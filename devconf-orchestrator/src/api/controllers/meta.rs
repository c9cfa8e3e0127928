use crate::remote::RemoteAgent;
use crate::supervisor::Supervisor;
use axum::Json;
use axum::extract::State;
use axum::http::StatusCode;
use devconf_core::Intent;
use devconf_session::SessionStore;
use serde::Serialize;
use serde_json::{Map, Value, json};
use std::sync::Arc;

#[derive(Debug, Clone, Copy, Serialize, PartialEq, Eq)]
pub enum ServiceStatus {
    #[serde(rename = "OK")]
    Ok,
    Down,
    Disabled,
}

#[derive(Clone)]
pub struct MetaController {
    supervisor: Supervisor,
    sessions: Arc<dyn SessionStore>,
}

impl MetaController {
    pub fn new(supervisor: Supervisor, sessions: Arc<dyn SessionStore>) -> Self {
        Self { supervisor, sessions }
    }
}

pub async fn health() -> Json<Value> {
    Json(json!({ "status": "OK" }))
}

async fn agent_status(agent: Option<&RemoteAgent>) -> ServiceStatus {
    let Some(agent) = agent else {
        return ServiceStatus::Disabled;
    };
    match agent.check().await {
        Ok(()) => ServiceStatus::Ok,
        Err(e) => {
            tracing::warn!(agent = %agent.name(), error = %e, "agent status check failed");
            ServiceStatus::Down
        }
    }
}

/// Reachability of the supervisor's dependencies. 503 when any is down.
pub async fn status(State(controller): State<MetaController>) -> (StatusCode, Json<Value>) {
    let agents = controller.supervisor.agents();
    let (session, google, github) = tokio::join!(
        controller.sessions.health_check(),
        agent_status(agents.get(Intent::GoogleSearch)),
        agent_status(agents.get(Intent::GithubSearch)),
    );
    let session = match session {
        Ok(()) => ServiceStatus::Ok,
        Err(e) => {
            tracing::warn!(error = %e, "session store health check failed");
            ServiceStatus::Down
        }
    };

    let statuses = [
        ("supervisor-agent", ServiceStatus::Ok),
        ("session-service", session),
        ("google-search-agent", google),
        ("github-agent", github),
    ];
    let code = if statuses.iter().any(|(_, s)| *s == ServiceStatus::Down) {
        StatusCode::SERVICE_UNAVAILABLE
    } else {
        StatusCode::OK
    };
    let services: Map<String, Value> = statuses
        .into_iter()
        .map(|(name, status)| (name.to_string(), json!({ "status": status })))
        .collect();

    (code, Json(json!({ "services": services })))
}
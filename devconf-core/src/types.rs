use chrono::{DateTime, Utc};
use serde::{Deserialize, Serialize};

#[derive(Debug, Clone, Copy, Serialize, Deserialize, PartialEq, Eq)]
#[serde(rename_all = "lowercase")]
pub enum Role {
    User,
    Agent,
}

impl Role {
    pub fn as_str(&self) -> &'static str {
        match self {
            Role::User => "user",
            Role::Agent => "agent",
        }
    }
}

impl std::str::FromStr for Role {
    type Err = crate::DevconfError;

    fn from_str(s: &str) -> Result<Self, Self::Err> {
        match s {
            "user" => Ok(Role::User),
            "agent" => Ok(Role::Agent),
            other => Err(crate::DevconfError::Validation(format!("unknown role: {}", other))),
        }
    }
}

/// One entry of a conversation. Immutable once appended to a store.
#[derive(Debug, Clone, Serialize, Deserialize, PartialEq)]
pub struct Message {
    pub role: Role,
    pub content: String,
    /// `user` for user turns, the producing agent's name otherwise.
    pub author: String,
    /// Identifier of the user turn this message belongs to.
    pub message_id: String,
    #[serde(default, skip_serializing_if = "Option::is_none")]
    pub thinking: Option<String>,
    #[serde(default)]
    pub streamed: bool,
    pub timestamp: DateTime<Utc>,
}

impl Message {
    pub fn user(message_id: impl Into<String>, content: impl Into<String>) -> Self {
        Self {
            role: Role::User,
            content: content.into(),
            author: "user".to_string(),
            message_id: message_id.into(),
            thinking: None,
            streamed: false,
            timestamp: Utc::now(),
        }
    }

    pub fn agent(
        message_id: impl Into<String>,
        author: impl Into<String>,
        content: impl Into<String>,
    ) -> Self {
        Self {
            role: Role::Agent,
            content: content.into(),
            author: author.into(),
            message_id: message_id.into(),
            thinking: None,
            streamed: false,
            timestamp: Utc::now(),
        }
    }

    pub fn with_thinking(mut self, thinking: Option<String>) -> Self {
        self.thinking = thinking.filter(|t| !t.trim().is_empty());
        self
    }

    pub fn with_streamed(mut self, streamed: bool) -> Self {
        self.streamed = streamed;
        self
    }
}

#[derive(Debug, Clone, Serialize, Deserialize)]
pub struct Conversation {
    pub id: String,
    pub app_name: String,
    pub user_id: String,
    pub messages: Vec<Message>,
    pub created_at: DateTime<Utc>,
    pub updated_at: DateTime<Utc>,
}

impl Conversation {
    pub fn new(
        id: impl Into<String>,
        app_name: impl Into<String>,
        user_id: impl Into<String>,
    ) -> Self {
        let now = Utc::now();
        Self {
            id: id.into(),
            app_name: app_name.into(),
            user_id: user_id.into(),
            messages: Vec::new(),
            created_at: now,
            updated_at: now,
        }
    }

    /// First user message, used as the conversation title.
    pub fn title(&self) -> Option<&str> {
        self.messages
            .iter()
            .find(|m| m.role == Role::User)
            .map(|m| m.content.trim())
            .filter(|t| !t.is_empty())
    }

    pub fn turn_count(&self) -> usize {
        self.messages.iter().filter(|m| m.role == Role::User).count()
    }
}

#[cfg(test)]
mod tests {
    use super::*;

    #[test]
    fn test_role_round_trip_str() {
        assert_eq!("agent".parse::<Role>().unwrap(), Role::Agent);
        assert_eq!(Role::User.as_str(), "user");
        assert!("model".parse::<Role>().is_err());
    }

    #[test]
    fn test_conversation_title_and_turns() {
        let mut conversation = Conversation::new("c1", "app", "u1");
        assert_eq!(conversation.title(), None);

        conversation.messages.push(Message::user("m1", "  What is Rust?  "));
        conversation.messages.push(Message::agent("m1", "google_search_agent", "A language."));
        conversation.messages.push(Message::user("m2", "Thanks"));

        assert_eq!(conversation.title(), Some("What is Rust?"));
        assert_eq!(conversation.turn_count(), 2);
    }

    #[test]
    fn test_blank_thinking_is_dropped() {
        let message = Message::agent("m1", "a", "b").with_thinking(Some("  ".into()));
        assert!(message.thinking.is_none());
    }
}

Requirement:
Print out the records exactly as they were entered.

Solved problem:
filename devconf-orchestrator/src/api/controllers/meta.rs
repository c9cfa8e3e0127928
use crate::remote::RemoteAgent;
use crate::supervisor::Supervisor;
use axum::Json;
use axum::extract::State;
use axum::http::StatusCode;
use devconf_core::Intent;
use devconf_session::SessionStore;
use serde::Serialize;
use serde_json::{Map, Value, json};
use std::sync::Arc;

#[derive(Debug, Clone, Copy, Serialize, PartialEq, Eq)]
pub enum ServiceStatus {
    #[serde(rename = "OK")]
    Ok,
    Down,
    Disabled,
}

#[derive(Clone)]
pub struct MetaController {
    supervisor: Supervisor,
    sessions: Arc<dyn SessionStore>,
}

impl MetaController {
    pub fn new(supervisor: Supervisor, sessions: Arc<dyn SessionStore>) -> Self {
        Self { supervisor, sessions }
    }
}

pub async fn health() -> Json<Value> {
    Json(json!({ "status": "OK" }))
}

async fn agent_status(agent: Option<&RemoteAgent>) -> ServiceStatus {
    let Some(agent) = agent else {
        return ServiceStatus::Disabled;
    };
    match agent.check().await {
        Ok(()) => ServiceStatus::Ok,
        Err(e) => {
            tracing::warn!(agent = %agent.name(), error = %e, "agent status check failed");
            ServiceStatus::Down
        }
    }
}

/// Reachability of the supervisor's dependencies. 503 when any is down.
pub async fn status(State(controller): State<MetaController>) -> (StatusCode, Json<Value>) {
    let agents = controller.supervisor.agents();
    let (session, google, github) = tokio::join!(
        controller.sessions.health_check(),
        agent_status(agents.get(Intent::GoogleSearch)),
        agent_status(agents.get(Intent::GithubSearch)),
    );
    let session = match session {
        Ok(()) => ServiceStatus::Ok,
        Err(e) => {
            tracing::warn!(error = %e, "session store health check failed");
            ServiceStatus::Down
        }
    };

    let statuses = [
        ("supervisor-agent", ServiceStatus::Ok),
        ("session-service", session),
        ("google-search-agent", google),
        ("github-agent", github),
    ];
    let code = if statuses.iter().any(|(_, s)| *s == ServiceStatus::Down) {
        StatusCode::SERVICE_UNAVAILABLE
    } else {
        StatusCode::OK
    };
    let services: Map<String, Value> = statuses
        .into_iter()
        .map(|(name, status)| (name.to_string(), json!({ "status": status })))
        .collect();

    (code, Json(json!({ "services": services })))
}
filename devconf-core/src/types.rs
use chrono::{DateTime, Utc};
use serde::{Deserialize, Serialize};

#[derive(Debug, Clone, Copy, Serialize, Deserialize, PartialEq, Eq)]
#[serde(rename_all = "lowercase")]
pub enum Role {
    User,
    Agent,
}

impl Role {
    pub fn as_str(&self) -> &'static str {
        match self {
            Role::User => "user",
            Role::Agent => "agent",
        }
    }
}

impl std::str::FromStr for Role {
    type Err = crate::DevconfError;

    fn from_str(s: &str) -> Result<Self, Self::Err> {
        match s {
            "user" => Ok(Role::User),
            "agent" => Ok(Role::Agent),
            other => Err(crate::DevconfError::Validation(format!("unknown role: {}", other))),
        }
    }
}

/// One entry of a conversation. Immutable once appended to a store.
#[derive(Debug, Clone, Serialize, Deserialize, PartialEq)]
pub struct Message {
    pub role: Role,
    pub content: String,
    /// `user` for user turns, the producing agent's name otherwise.
    pub author: String,
    /// Identifier of the user turn this message belongs to.
    pub message_id: String,
    #[serde(default, skip_serializing_if = "Option::is_none")]
    pub thinking: Option<String>,
    #[serde(default)]
    pub streamed: bool,
    pub timestamp: DateTime<Utc>,
}

impl Message {
    pub fn user(message_id: impl Into<String>, content: impl Into<String>) -> Self {
        Self {
            role: Role::User,
            content: content.into(),
            author: "user".to_string(),
            message_id: message_id.into(),
            thinking: None,
            streamed: false,
            timestamp: Utc::now(),
        }
    }

    pub fn agent(
        message_id: impl Into<String>,
        author: impl Into<String>,
        content: impl Into<String>,
    ) -> Self {
        Self {
            role: Role::Agent,
            content: content.into(),
            author: author.into(),
            message_id: message_id.into(),
            thinking: None,
            streamed: false,
            timestamp: Utc::now(),
        }
    }

    pub fn with_thinking(mut self, thinking: Option<String>) -> Self {
        self.thinking = thinking.filter(|t| !t.trim().is_empty());
        self
    }

    pub fn with_streamed(mut self, streamed: bool) -> Self {
        self.streamed = streamed;
        self
    }
}

#[derive(Debug, Clone, Serialize, Deserialize)]
pub struct Conversation {
    pub id: String,
    pub app_name: String,
    pub user_id: String,
    pub messages: Vec<Message>,
    pub created_at: DateTime<Utc>,
    pub updated_at: DateTime<Utc>,
}

impl Conversation {
    pub fn new(
        id: impl Into<String>,
        app_name: impl Into<String>,
        user_id: impl Into<String>,
    ) -> Self {
        let now = Utc::now();
        Self {
            id: id.into(),
            app_name: app_name.into(),
            user_id: user_id.into(),
            messages: Vec::new(),
            created_at: now,
            updated_at: now,
        }
    }

    /// First user message, used as the conversation title.
    pub fn title(&self) -> Option<&str> {
        self.messages
            .iter()
            .find(|m| m.role == Role::User)
            .map(|m| m.content.trim())
            .filter(|t| !t.is_empty())
    }

    pub fn turn_count(&self) -> usize {
        self.messages.iter().filter(|m| m.role == Role::User).count()
    }
}

#[cfg(test)]
mod tests {
    use super::*;

    #[test]
    fn test_role_round_trip_str() {
        assert_eq!("agent".parse::<Role>().unwrap(), Role::Agent);
        assert_eq!(Role::User.as_str(), "user");
        assert!("model".parse::<Role>().is_err());
    }

    #[test]
    fn test_conversation_title_and_turns() {
        let mut conversation = Conversation::new("c1", "app", "u1");
        assert_eq!(conversation.title(), None);

        conversation.messages.push(Message::user("m1", "  What is Rust?  "));
        conversation.messages.push(Message::agent("m1", "google_search_agent", "A language."));
        conversation.messages.push(Message::user("m2", "Thanks"));

        assert_eq!(conversation.title(), Some("What is Rust?"));
        assert_eq!(conversation.turn_count(), 2);
    }

    #[test]
    fn test_blank_thinking_is_dropped() {
        let message = Message::agent("m1", "a", "b").with_thinking(Some("  ".into()));
        assert!(message.thinking.is_none());
    }
}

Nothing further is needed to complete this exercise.